The survey also uncovered that around 1 in 3 school leaders felt that newly qualified teachers (NQTs), working at their school, were not prepared for the classroom, with reports of NQTs finding controlling classes hard, as well as not being knowledgeable enough in some subjects.
The findings come at a time of increasing concern about the crisis in hiring and retaining school staff.
Of the 1,000 members of the National Association of Head Teachers surveyed, 61.8 per cent claimed that they had faced difficulty finding senior teachers, on the upper pay scale.
40.5 per cent claimed that a lack of talent was the main factor in struggling to recruit teachers, whilst 41.4 per cent said that the main reason was the low quality candidates applying for their positions.
When looking at which subjects are hard to recruit for, the survey found that 40 per cent of the head teachers in the survey were finding it hard to recruit maths teachers, whilst 32 per cent were finding recruiting for English teachers hard.

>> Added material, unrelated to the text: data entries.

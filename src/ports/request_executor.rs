//! Request Executor Port - Authenticated REST Capability
//!
//! Pollers never talk HTTP directly. They hand a `PollRequest` to an
//! authenticated executor and classify the `PollResponse` themselves.
//! Signing, connection pooling and TLS live behind this trait.

use async_trait::async_trait;
use chrono::{DateTime, Utc};

use crate::error::{IngestError, IngestResult};

/// HTTP verb for a poll request.
#[derive(Debug, Clone, Copy, PartialEq, Eq)]
pub enum RequestMethod {
  Get,
  Post,
}

impl RequestMethod {
  /// Upper-case verb used for request signing.
  pub const fn as_str(self) -> &'static str {
    match self {
      Self::Get => "GET",
      Self::Post => "POST",
    }
  }
}

/// A single outbound request issued by a poll cycle.
#[derive(Debug, Clone, PartialEq, Eq)]
pub struct PollRequest {
  /// HTTP verb.
  pub method: RequestMethod,
  /// Path relative to the executor's base URL.
  pub path: String,
  /// Query string parameters.
  pub query: Vec<(String, String)>,
  /// Optional JSON body.
  pub body: Option<String>,
}

impl PollRequest {
  /// GET request with no parameters.
  pub fn get(path: impl Into<String>) -> Self {
    Self {
      method: RequestMethod::Get,
      path: path.into(),
      query: Vec::new(),
      body: None,
    }
  }

  /// Append a query parameter.
  #[must_use]
  pub fn with_query(mut self, key: impl Into<String>, value: impl Into<String>) -> Self {
    self.query.push((key.into(), value.into()));
    self
  }
}

/// Raw response returned by the executor.
#[derive(Debug, Clone, PartialEq, Eq)]
pub struct PollResponse {
  /// HTTP status code.
  pub status: u16,
  /// Response body as text.
  pub body: String,
  /// When the response was received.
  pub received_at: DateTime<Utc>,
}

impl PollResponse {
  /// Successful response received now.
  pub fn ok(body: impl Into<String>) -> Self {
    Self {
      status: 200,
      body: body.into(),
      received_at: Utc::now(),
    }
  }

  /// Map the status code onto the error taxonomy.
  ///
  /// 2xx passes; 401/403 are credential failures; 408, 429 and 5xx are
  /// transient; any other status means the request itself is wrong.
  pub fn check_status(&self) -> IngestResult<()> {
    match self.status {
      200..=299 => Ok(()),
      401 | 403 => Err(IngestError::Auth(format!("upstream returned {}", self.status))),
      408 | 429 | 500..=599 => Err(IngestError::TransientIo(format!(
        "upstream returned {}",
        self.status
      ))),
      status => Err(IngestError::Protocol(format!(
        "unexpected status {status}: {}",
        truncate(&self.body, 200)
      ))),
    }
  }
}

fn truncate(text: &str, max: usize) -> &str {
  match text.char_indices().nth(max) {
    Some((idx, _)) => &text[..idx],
    None => text,
  }
}

/// Authenticated request executor consumed by poll jobs.
///
/// Implementations return `Ok` for any HTTP response that arrived and
/// reserve `Err` for transport failures (`TransientIo`) or local signing
/// failures (`Auth`).
#[async_trait]
pub trait RequestExecutor: Send + Sync + 'static {
  /// Execute one request.
  async fn execute(&self, request: &PollRequest) -> IngestResult<PollResponse>;
}

#[cfg(test)]
mod tests {
  use super::*;

  fn response(status: u16) -> PollResponse {
    PollResponse {
      status,
      body: "{}".to_string(),
      received_at: Utc::now(),
    }
  }

  #[test]
  fn test_status_classification() {
    assert!(response(200).check_status().is_ok());
    assert!(matches!(response(401).check_status(), Err(IngestError::Auth(_))));
    assert!(matches!(response(429).check_status(), Err(IngestError::TransientIo(_))));
    assert!(matches!(response(503).check_status(), Err(IngestError::TransientIo(_))));
    assert!(matches!(response(404).check_status(), Err(IngestError::Protocol(_))));
  }

  #[test]
  fn test_request_builder() {
    let req = PollRequest::get("/scoreboard").with_query("league", "nba");
    assert_eq!(req.method.as_str(), "GET");
    assert_eq!(req.query, vec![("league".to_string(), "nba".to_string())]);
  }
}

The survey also discovered that around 33 per cent considered the NQTs at their school to be unprepared for working at a school. Of the 33 per cent who said this, 73 per cent said that this was due to them not being able to manage a classroom.
Also, 58 per cent said that it was because the NQTs lacked subject knowledge and 56 per cent said that it was because they did not understand teaching, learning and child development enough.
53 per cent said that the NQTs were not able to analyse and use data and 50 per cent said that they were not good enough at lesson planning.
Louis Coiffait of the National Association of Head Teachers said of the survey findings:
“It’s time to be frank; we’re facing a recruitment crisis at all stages of the education system. Until we address it at each of those stages, there’s no chance that we’ll have the quantity or quality of head teachers we need in the future.”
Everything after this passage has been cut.